Read the complete photo essay by Brie Dyas for Harper’s Bazaar.


On the Trail of Grassroots Innovation Across America

Community design efforts get a platform at the Cooper Hewitt museum in New York.

The Atlantic, CityLab, Nov. 15

Workers unfolding prefabricated structure

The Open House in York, Alabama unfolds into an open-air community space. (Shana Berger/Coleman Center for the Arts)

On the top floor of the Smithsonian’s Cooper Hewitt museum in Manhattan, a large, beat-up plastic barrel, painted blue, rests against the wall of the third-floor exhibit hall. Housed in a regal Upper East Side building, Cooper Hewitt is a maze of ornate staircases and rich wooden walls; walking through it, one expects to encounter objects of beauty, easily classifiable as “art.” Read more from Eillie Anzilotti for The Atlantic’s CityLab.

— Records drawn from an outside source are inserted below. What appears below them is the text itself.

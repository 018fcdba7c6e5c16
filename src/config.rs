use crate::background::BackgroundMode;
use crate::segmentation::MaskRefiner;
use std::time::Duration;

/// Pipeline configuration
#[derive(Debug, Clone)]
pub struct PipelineConfig {
    /// Settle time before the background window is sampled
    pub warmup: Duration,
    /// Frames read for the background window
    pub background_frames: u32,
    pub background_mode: BackgroundMode,
    /// Side of the square structuring neighborhood
    pub kernel_size: u8,
    pub open_iterations: u32,
    pub dilate_iterations: u32,
    /// Frame rate cap; `None` runs as fast as the camera delivers
    pub target_fps: Option<u32>,
    /// Stop cleanly after this many delivered frames
    pub max_frames: Option<u64>,
    /// Deliver the refined mask instead of the composite
    pub show_mask: bool,
}

impl Default for PipelineConfig {
    fn default() -> Self {
        Self {
            warmup: Duration::from_secs(2),
            background_frames: 30,
            background_mode: BackgroundMode::Latest,
            kernel_size: 3,
            open_iterations: 2,
            dilate_iterations: 1,
            target_fps: None,
            max_frames: None,
            show_mask: false,
        }
    }
}

impl PipelineConfig {
    pub fn refiner(&self) -> MaskRefiner {
        MaskRefiner::new(self.kernel_size, self.open_iterations, self.dilate_iterations)
    }

    pub fn frame_duration(&self) -> Option<Duration> {
        self.target_fps
            .filter(|fps| *fps > 0)
            .map(|fps| Duration::from_secs(1) / fps)
    }
}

Focus on the Human Experience in National Portrait Gallery Exhibition “Bill Viola: The Moving Portrait ”

ArtFix Daily, Nov. 15

Screen shot of diverse group of people standing together, not interacting

The Raft, May 2004 Video/sound installation Photo: Kira Perov © Bill Viola

In “Bill Viola: The Moving Portrait,” the Smithsonian’s National Portrait Gallery offers a new interpretation of the artist’s work, presenting it through the lens of portraiture and technology. The exhibition, the first of its kind for Viola’s work in Washington, includes 11 media pieces by the pioneering artist. Since the early 1970s, Viola has been recognized for his groundbreaking and masterful use of video technologies, creating works that explore the spiritual and perceptual side of human experience. The exhibition opens Nov. 18 and is on view through May 7, 2017. Read more from ArtFix Daily.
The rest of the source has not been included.